C’est sans doute parce qu’il a vécu, avec la lucidité des commencements,
toutes les contradictions, éprouvées comme autant de double binds, qui sont inhérentes au champ littéraire en voie
constitution, que personne n’a mieux que Baudelaire le lien entre les
transformations de l’économie et de la société et les transformations de la vie
artistique et littéraire qui placent les prétendants au statut d’écrivains ou
d’artistes en face de l’alternative de la dégradation, avec la fameuse
« vie de bohème », faite de misère matérielle et morale, de stérilité
et de ressentiment, ou de la soumission tout aussi dégradante aux goûts des
dominants, à travers le journalisme, le feuilleton ou le théâtre de boulevard.

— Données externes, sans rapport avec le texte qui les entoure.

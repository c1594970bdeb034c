//! Remote configuration and connection-details endpoint tests
//!
//! Both services are stood up with wiremock; nothing leaves the machine.

use std::io::Write;

use pretty_assertions::assert_eq;
use serde_json::json;
use tempfile::NamedTempFile;
use wiremock::matchers::{body_json, header, method, path};
use wiremock::{Mock, MockServer, ResponseTemplate};

use agent_core::config::{
    AppConfig, ConfigLoader, ConfigOverrides, ConfigSource, EnvSettings,
};
use agent_core::token::{
    token_source_from_settings, verify_participant_token, EndpointTokenSource, TokenRequest,
    TokenSource,
};
use agent_core::ErrorKind;

fn settings(pairs: &[(&str, String)]) -> EnvSettings {
    EnvSettings::from_lookup(|key| {
        pairs
            .iter()
            .find(|(k, _)| *k == key)
            .map(|(_, v)| v.clone())
    })
}

// =============================================================================
// Remote Configuration
// =============================================================================

#[tokio::test]
async fn test_remote_config_entries_are_applied() {
    let server = MockServer::start().await;
    Mock::given(method("GET"))
        .and(path("/config"))
        .and(header("X-Sandbox-ID", "sbx-42"))
        .respond_with(ResponseTemplate::new(200).set_body_json(json!({
            "companyName": { "type": "string", "value": "Acme" },
            "supportsVideoInput": { "type": "boolean", "value": false },
            "startButtonText": { "type": "boolean", "value": "wrong type" },
            "unknownKey": { "type": "string", "value": "ignored" },
            "accent": null
        })))
        .expect(1)
        .mount(&server)
        .await;

    let loaded = ConfigLoader::new(settings(&[
        ("AGENT_CONFIG_ENDPOINT", format!("{}/config", server.uri())),
        ("AGENT_SANDBOX_ID", "sbx-42".to_string()),
    ]))
    .with_file(None)
    .load()
    .await;

    let defaults = AppConfig::default();
    assert_eq!(loaded.config.company_name, "Acme");
    assert!(!loaded.config.supports_video_input);
    assert_eq!(loaded.config.start_button_text, defaults.start_button_text);
    assert_eq!(loaded.config.accent, defaults.accent);
    // Sandbox id from the environment is the top layer
    assert_eq!(loaded.config.sandbox_id.as_deref(), Some("sbx-42"));
    assert_eq!(loaded.source, ConfigSource::Env);
}

#[tokio::test]
async fn test_remote_config_failure_falls_back_to_defaults() {
    let server = MockServer::start().await;
    Mock::given(method("GET"))
        .and(path("/config"))
        .respond_with(ResponseTemplate::new(500))
        .expect(1)
        .mount(&server)
        .await;

    let loaded = ConfigLoader::new(settings(&[(
        "AGENT_CONFIG_ENDPOINT",
        format!("{}/config", server.uri()),
    )]))
    .with_file(None)
    .load()
    .await;

    assert_eq!(*loaded.config, AppConfig::default());
    assert_eq!(loaded.source, ConfigSource::Default);
}

#[tokio::test]
async fn test_remote_config_non_object_is_rejected() {
    let server = MockServer::start().await;
    Mock::given(method("GET"))
        .respond_with(ResponseTemplate::new(200).set_body_json(json!(["not", "an", "object"])))
        .mount(&server)
        .await;

    let loader = ConfigLoader::new(EnvSettings::default()).with_file(None);
    let result = loader.fetch_remote(&server.uri()).await;
    assert!(result.is_err());
}

#[tokio::test]
async fn test_layers_file_then_remote_then_cli() {
    let mut file = NamedTempFile::new().unwrap();
    writeln!(
        file,
        r#"
company_name = "From File"
page_title = "File Title"
agent_name = "file-agent"
"#
    )
    .unwrap();

    let server = MockServer::start().await;
    Mock::given(method("GET"))
        .respond_with(ResponseTemplate::new(200).set_body_json(json!({
            "pageTitle": { "type": "string", "value": "Remote Title" }
        })))
        .mount(&server)
        .await;

    let loaded = ConfigLoader::new(settings(&[(
        "AGENT_CONFIG_ENDPOINT",
        server.uri(),
    )]))
    .with_file(Some(file.path().to_path_buf()))
    .with_overrides(ConfigOverrides::new().with_agent_name("cli-agent"))
    .load()
    .await;

    assert_eq!(loaded.config.company_name, "From File");
    assert_eq!(loaded.config.page_title, "Remote Title");
    assert_eq!(loaded.config.agent_name.as_deref(), Some("cli-agent"));
    assert_eq!(loaded.source, ConfigSource::Cli);
    assert_eq!(loaded.file_path.as_deref(), Some(file.path()));
}

// =============================================================================
// Connection-Details Endpoint
// =============================================================================

#[tokio::test]
async fn test_endpoint_posts_agent_dispatch() {
    let server = MockServer::start().await;
    Mock::given(method("POST"))
        .and(path("/api/connection-details"))
        .and(header("X-Sandbox-Id", "sbx-1"))
        .and(body_json(json!({
            "room_config": { "agents": [{ "agent_name": "support" }] }
        })))
        .respond_with(ResponseTemplate::new(200).set_body_json(json!({
            "serverUrl": "wss://example.livekit.cloud",
            "roomName": "voice_assistant_room_7",
            "participantName": "user",
            "participantToken": "jwt"
        })))
        .expect(1)
        .mount(&server)
        .await;

    let source = EndpointTokenSource::new(
        &format!("{}/api/connection-details", server.uri()),
        Some("sbx-1".to_string()),
    )
    .unwrap();
    let details = source
        .fetch(&TokenRequest {
            agent_name: Some("support".to_string()),
        })
        .await
        .unwrap();

    assert_eq!(details.server_url, "wss://example.livekit.cloud");
    assert_eq!(details.room_name, "voice_assistant_room_7");
    assert_eq!(details.participant_token, "jwt");
}

#[tokio::test]
async fn test_endpoint_without_agent_sends_empty_body() {
    let server = MockServer::start().await;
    Mock::given(method("POST"))
        .and(body_json(json!({})))
        .respond_with(ResponseTemplate::new(200).set_body_json(json!({
            "serverUrl": "wss://a",
            "roomName": "r",
            "participantName": "user",
            "participantToken": "t"
        })))
        .expect(1)
        .mount(&server)
        .await;

    let source = EndpointTokenSource::new(&server.uri(), None).unwrap();
    assert!(source.fetch(&TokenRequest::default()).await.is_ok());
}

#[tokio::test]
async fn test_endpoint_status_is_network_error() {
    let server = MockServer::start().await;
    Mock::given(method("POST"))
        .respond_with(ResponseTemplate::new(403))
        .mount(&server)
        .await;

    let source = EndpointTokenSource::new(&server.uri(), None).unwrap();
    let err = source.fetch(&TokenRequest::default()).await.unwrap_err();

    assert_eq!(err.kind(), ErrorKind::Network);
    assert_eq!(err.describe(), "NetworkError: HTTP error! status: 403");
}

#[tokio::test]
async fn test_endpoint_malformed_body_is_network_error() {
    let server = MockServer::start().await;
    Mock::given(method("POST"))
        .respond_with(ResponseTemplate::new(200).set_body_string("not json"))
        .mount(&server)
        .await;

    let source = EndpointTokenSource::new(&server.uri(), None).unwrap();
    let err = source.fetch(&TokenRequest::default()).await.unwrap_err();
    assert_eq!(err.kind(), ErrorKind::Network);
}

// =============================================================================
// Local Minting
// =============================================================================

#[tokio::test]
async fn test_local_minter_round_trip_through_settings() {
    let env = settings(&[
        ("LIVEKIT_URL", "wss://local.test".to_string()),
        ("LIVEKIT_API_KEY", "devkey".to_string()),
        ("LIVEKIT_API_SECRET", "a-long-enough-development-secret".to_string()),
    ]);
    let config = AppConfig {
        agent_name: Some("support".to_string()),
        ..AppConfig::default()
    };

    let source = token_source_from_settings(&env, &config).unwrap();
    assert_eq!(source.name(), "local-minter");

    let details = source
        .fetch(&TokenRequest::from_config(&config))
        .await
        .unwrap();
    assert_eq!(details.server_url, "wss://local.test");
    assert!(details.room_name.starts_with("voice_assistant_room_"));

    let claims = verify_participant_token(
        &details.participant_token,
        "a-long-enough-development-secret",
        Some("devkey"),
    )
    .unwrap();
    assert_eq!(claims.video.room, details.room_name);
    assert!(claims.room_config.is_some());
}

#[tokio::test]
async fn test_local_minter_reports_missing_url_first() {
    let env = settings(&[("LIVEKIT_API_KEY", "devkey".to_string())]);
    let source = token_source_from_settings(&env, &AppConfig::default()).unwrap();

    let err = source.fetch(&TokenRequest::default()).await.unwrap_err();
    assert_eq!(err.kind(), ErrorKind::Configuration);
    assert_eq!(err.to_string(), "LIVEKIT_URL is not defined");
}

Critique forcené du goût bourgeois, il s’oppose avec la même vigueur à l’
«école bourgeoise » des « chevaliers du bon sens » menée par
Emile Augier, et à l’ « école socialiste », qui acceptent l’une et
l’autre le même mot d’ordre (moral) : « Moralisons !
Moralisons ! » (…)
(…) [Baudelaire] vit et décrit avec la dernière lucidité la contradiction
que lui a fait découvrir un apprentissage de la vie littéraire accompli dans la
souffrance et la révolte, au sein de la bohème des années 1840 :
l’abaissement tragique du poète, l’exclusion et la malédiction qui le frappent
lui sont imposés par la nécessité extérieure en même temps qu’ils s’imposent à
lui, par une nécessité toute intérieure, comme la condition de
l’accomplissement d’une œuvre. L’expérience et la conscience de cette
contradiction font que, à la différence de Flaubert, il place toute son
existence et toute son œuvre sous le signe du défi, de la rupture, et qu’il se
sait et se veut à jamais irrécupérable.
Si Baudelaire occupe dans le champ une position assimilable à celle de
Flaubert, il y apporte une dimension héroïque, fondée sans doute dans sa
relation avec sa famille, qui le conduira, au moment de son procès, à une
attitude très différente de celle de Flaubert, prêt à faire jouer
l’honorabilité bourgeoise de sa lignée, et qui est responsable aussi d’une
longue plongée dans la misère de la vie de bohème. Il faut citer la lettre
qu’il écrit à sa mère, « exténué, de fatigue, d’ennui, d’ennui et de faim » :
« Envoyez-moi [...] de quoi vivre une vingtaine de jours […]. Je crois si
parfaitement à l’emploi du temps et à la puissance de ma volonté que je sais
positivement que si je parvenais à mener, quinze ou vingt jours durant, une vie
régulière, mon intelligence serait sauvée. » Alors que Flaubert sort du
procès de Madame Bovary grandi par le
scandale, élevé au rang des plus grands écrivains du temps, Baudelaire connaît,
après le procès des Fleurs du Mal, le
sort du homme « public », certes, mais stigmatisé, exclu de la bonne
société et des salons que fréquente Flaubert et mis au ban de l’univers
littéraire par la grande presse et les revues. En 1861, la seconde édition des Fleurs du mal est ignorée par la presse,
donc par le grand public, mais impose son auteur dans les milieux littéraires,
où il conserve de nombreux ennemis. Par la suite continue de défis qu’il lance
aux bien-pensants, dans sa vie autant que dans son œuvre, Baudelaire incarne la
position la plus extrême de l’avant-garde, celle de la révolte contre tous les
pouvoirs et toutes les institutions, à commencer par les institutions
littéraires.
Sans doute est-il amené à prendre peu à peu ses distances avec les complaisances
réalistes ou humanitaires de la bohème, monde avachi et inculte, qui confond
dans ses insultes les grands créateurs romantiques et les plagiaires trop
honnêtes de la littérature embourgeoisée, et à lui opposer l’œuvre à faire dans
la souffrance et le désespoir, comme Flaubert à Croisset.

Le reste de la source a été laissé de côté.